TL;DR
- Important Medtech advances in Diabetes management continue.
- Smart continuous blood glucose monitors (CGMs) communicate with a smartphone app.
- Blood sugar levels can be tracked and users can be dosed appropriately.
- An open AWS S3 bucket containing fully editable user information was found.
- …this meant that data could be tampered with to report incorrect information, causing a closed loop automated system to overdose the user.
- Thankfully, the CISO responded on LinkedIn (on a Sunday!) and the data was quickly secured.
Closing the Loop
Just before COVID struck the world, I was travelling through Colorado on a Sunday on a ski trip with some friends. My work phone pinged with a message from a colleague (the awesome @evstykas who has now moved on to do even more cool things with APIs). That’s not particularly common as we’re pretty good at leaving each other alone at the weekend. Family and friends time is important. I therefore paid attention, despite 9 hours of time zone difference.
He had found an open AWS S3 bucket. Nothing particularly alarming about that. Nothing worth a message at the weekend. But the data that the bucket contained was concerning.
The background
Several of my colleagues and friends are Type 1 diabetic, reliant on continuous blood glucose monitors (CGM) and insulin pumps with which they dose themselves. Having helped friends recover from both high and low blood sugar level incidents, I’ve witnessed the importance of careful blood sugar level management.
Advances have allowed for smart CGMs, which can communicate with a smartphone app. This allows for accurate tracking of blood sugar levels. The user can then dose themselves appropriately. This has started to remove the ‘spikes’ in blood sugar that can be so damaging to one’s health over many years.
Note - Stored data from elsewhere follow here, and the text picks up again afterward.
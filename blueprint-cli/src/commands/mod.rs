pub mod generate;
pub mod list;
pub mod show;
pub mod validate;

use std::path::Path;

use anyhow::{Context, Result};
use blueprint_core::Registry;

/// Load the registry from `dir`, or from `~/.blueprint/blueprints/`.
pub fn load_registry(dir: Option<&Path>) -> Result<Registry> {
    let registry = match dir {
        Some(dir) => {
            tracing::info!("loading blueprints from {}", dir.display());
            Registry::load_dir(dir)
                .with_context(|| format!("failed to load blueprints from {}", dir.display()))?
        }
        None => {
            tracing::info!("loading blueprints from ~/.blueprint/blueprints");
            Registry::load_default()
                .context("failed to load blueprints from ~/.blueprint/blueprints")?
        }
    };
    tracing::debug!("{} blueprint(s) loaded", registry.list().len());
    Ok(registry)
}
The goal of much research is to deliver what is in effect an artificial pancreas. What’s called a ‘closed loop’ system where the CGM sends regular data to a control device, such as a smartphone, and an algorithm then commands the insulin pump to dose the required amount of insulin. This automatically manages users’ blood sugar levels to a certain extent. This will be a huge step forward for quality of life for Type 1 diabetics.
Several pharmaceutical companies are working hard to deliver – and have such a closed loop system approved by regulators. Previous advances from biotech firms have included smartphone-based dosing over Bluetooth, famously exploited by the late Barnaby Jack in 2011.
What was in that bucket?
The data in the bucket appeared to be real time blood glucose readings. A few thousand devices, likely a clinical trial. Researching more online and joining some dots, the readings looked to be for such a closed loop system: Auto dosing.
The data in the bucket was editable. Read and write.
With increasing horror, we realised that the readings could be changed to, say, increase the reported blood sugar level, resulting in a high, automatic dose of insulin that would likely put the user in a coma and maybe even result in death.
Holy smoke
My colleague had stumbled on to the data. How long until someone else less responsible or less aware found it?
What chance a kid or a bot could find the data and change some values without knowledge of the impact?
A Sunday in Colorado. Not the best place to start a vulnerability disclosure from. I jumped on LinkedIn. We had worked out the biotech vendor’s name, by some fluke I was linked to their CISO through some mutual contacts. I dropped them a line without any detail, but an urgent request to message privately. This was a long shot.
A few minutes later the connection request was accepted. A PM arrived. Wow. We had a quick interaction over private message and then switched to email, where I explained the problem. Very quickly I had a message back to say that it was being investigated as a top priority.
A few minutes later the bucket went private, followed by a very grateful message from the CISO.
How differently this could have ended. How fortunate that the CISO kept an eye on LinkedIn at the weekend. How lucky that he didn’t dismiss my message as beg bounty and took it in the spirit intended.
Lessons learned
Cloud configuration can be hard, given the fast pace of technology change.
Use the cloud providers security dashboards to manage the obvious stuff.
Get a security review from a specialist that truly understands cloud security.
Fast moving projects are some of the most exposed to security mistakes. Move fast but be secure too.
Think carefully about risk. Get a threat model done. Do your technology developers understand healthcare risk?
Embedded devices, particularly those in healthcare, have a different set of security risks. Talk to people who genuinely understand embedded cyber, early on in your development lifecycle.
But, most importantly, ensure that researchers can reach you. On a Sunday. In Colorado.